■ PROBLEM TO SOLVE ■
Lines from the top of the entries through the line that has "fn quote_ident(&self, name: &str)" must be duplicated exactly, and no others.

┌────────

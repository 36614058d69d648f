//! MySQL / MariaDB dialect.

use crate::error::Result;
use crate::schema::{ColumnType, RawColumn, DEFAULT_FLOAT_PRECISION, DEFAULT_TIMESTAMP_PRECISION};

use super::normalize::{mysql_canonical_expr, null_safe};
use super::{Dialect, CHECKSUM_HEXDIGITS, CHECKSUM_OFFSET, HASH_SEPARATOR};

#[derive(Debug, Clone, Default)]
pub struct MysqlDialect;

impl MysqlDialect {
    pub fn new() -> Self {
        Self
    }
}

impl Dialect for MysqlDialect {
    fn name(&self) -> &str {
        "mysql"
    }

    fn quote_ident(&self, name: &str) -> String {
        format!("`{}`", name.replace('`', "``"))
    }

    fn default_case_sensitive(&self) -> bool {
        false
    }

    fn parse_type(&self, raw: &RawColumn) -> ColumnType {
        let dt_precision = raw.datetime_precision.unwrap_or(DEFAULT_TIMESTAMP_PRECISION);
        let lowered = raw.type_text.to_lowercase();
        // Strip display widths: int(11), tinyint(1), decimal(10,2)
        let base = lowered.split('(').next().unwrap_or(&lowered).trim();
        match base {
            "tinyint" if lowered.starts_with("tinyint(1)") => ColumnType::Boolean,
            "tinyint" | "smallint" | "mediumint" | "int" | "integer" | "bigint" | "year" => {
                ColumnType::Integer
            }
            "varchar" | "char" | "text" | "tinytext" | "mediumtext" | "longtext" | "enum"
            | "set" => ColumnType::Text,
            "datetime" => ColumnType::Timestamp {
                precision: dt_precision,
                with_timezone: false,
            },
            // TIMESTAMP values are stored UTC and rendered in the session zone
            "timestamp" => ColumnType::Timestamp {
                precision: dt_precision,
                with_timezone: true,
            },
            "date" => ColumnType::Date,
            "decimal" | "numeric" => ColumnType::Decimal {
                precision: raw.numeric_precision.unwrap_or(38),
                scale: raw.numeric_scale.unwrap_or(0),
            },
            "float" => ColumnType::Float { precision: 6 },
            "double" => ColumnType::Float {
                precision: DEFAULT_FLOAT_PRECISION,
            },
            "boolean" | "bool" | "bit" => ColumnType::Boolean,
            "json" => ColumnType::Json,
            other => ColumnType::Unknown(other.to_string()),
        }
    }

    fn normalize_expr(&self, column: &str, ty: &ColumnType) -> Result<String> {
        let quoted = self.quote_ident(column);
        Ok(null_safe(&mysql_canonical_expr(&quoted, column, ty)?))
    }

    fn key_order_expr(&self, column: &str, ty: &ColumnType) -> String {
        let quoted = self.quote_ident(column);
        match ty {
            // BINARY forces ordinal byte comparison regardless of collation
            ColumnType::Text => format!("BINARY {}", quoted),
            ColumnType::Uuid => format!("LOWER(CAST({} AS CHAR))", quoted),
            _ => quoted,
        }
    }

    fn to_text(&self, expr: &str) -> String {
        format!("CAST({} AS CHAR)", expr)
    }

    fn md5_hex(&self, expr: &str) -> String {
        format!("MD5({})", expr)
    }

    fn checksum_fold(&self, row_hash_expr: &str) -> String {
        // SUM over DECIMAL keeps arbitrary precision; CONV parses the hex tail.
        format!(
            "COALESCE(SUM(CAST(CONV(SUBSTRING({expr}, {offset}, {digits}), 16, 10) AS DECIMAL(38, 0))), 0)",
            expr = row_hash_expr,
            offset = CHECKSUM_OFFSET,
            digits = CHECKSUM_HEXDIGITS,
        )
    }

    fn concat_ws(&self, items: &[String]) -> String {
        format!("CONCAT_WS('{}', {})", HASH_SEPARATOR, items.join(", "))
    }

    fn is_distinct_from(&self, a: &str, b: &str) -> String {
        format!("NOT ({} <=> {})", a, b)
    }

    fn random(&self) -> String {
        "RAND()".to_string()
    }

    fn supports_full_outer_join(&self) -> bool {
        false
    }

    fn supports_ntile(&self) -> bool {
        true
    }
}

#[cfg(test)]
mod tests {
    use super::*;

    fn raw(type_text: &str) -> RawColumn {
        RawColumn {
            name: "c".into(),
            type_text: type_text.into(),
            datetime_precision: None,
            numeric_precision: None,
            numeric_scale: None,
            nullable: true,
        }
    }

    #[test]
    fn test_parse_common_types() {
        let d = MysqlDialect::new();
        assert_eq!(d.parse_type(&raw("int(11)")), ColumnType::Integer);
        assert_eq!(d.parse_type(&raw("tinyint(1)")), ColumnType::Boolean);
        assert_eq!(d.parse_type(&raw("tinyint(4)")), ColumnType::Integer);
        assert_eq!(
            d.parse_type(&raw("timestamp")),
            ColumnType::Timestamp {
                precision: 6,
                with_timezone: true
            }
        );
        assert_eq!(d.parse_type(&raw("longtext")), ColumnType::Text);
    }

    #[test]
    fn test_checksum_fold_shape() {
        let d = MysqlDialect::new();
        let fold = d.checksum_fold("MD5(x)");
        assert!(fold.contains("CONV(SUBSTRING(MD5(x), 18, 15), 16, 10)"));
        assert!(fold.contains("SUM"));
    }

    #[test]
    fn test_no_full_outer_join() {
        assert!(!MysqlDialect::new().supports_full_outer_join());
    }

    #[test]
    fn test_concat_ws() {
        let d = MysqlDialect::new();
        assert_eq!(
            d.concat_ws(&["a".into(), "b".into()]),
            "CONCAT_WS('|', a, b)"
        );
    }
}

└────────

■ TASK OUTPUT ■
repository 36614058d69d648f
//! MySQL / MariaDB dialect.

use crate::error::Result;
use crate::schema::{ColumnType, RawColumn, DEFAULT_FLOAT_PRECISION, DEFAULT_TIMESTAMP_PRECISION};

use super::normalize::{mysql_canonical_expr, null_safe};
use super::{Dialect, CHECKSUM_HEXDIGITS, CHECKSUM_OFFSET, HASH_SEPARATOR};

#[derive(Debug, Clone, Default)]
pub struct MysqlDialect;

impl MysqlDialect {
    pub fn new() -> Self {
        Self
    }
}

impl Dialect for MysqlDialect {
    fn name(&self) -> &str {
        "mysql"
    }

    fn quote_ident(&self, name: &str) -> String {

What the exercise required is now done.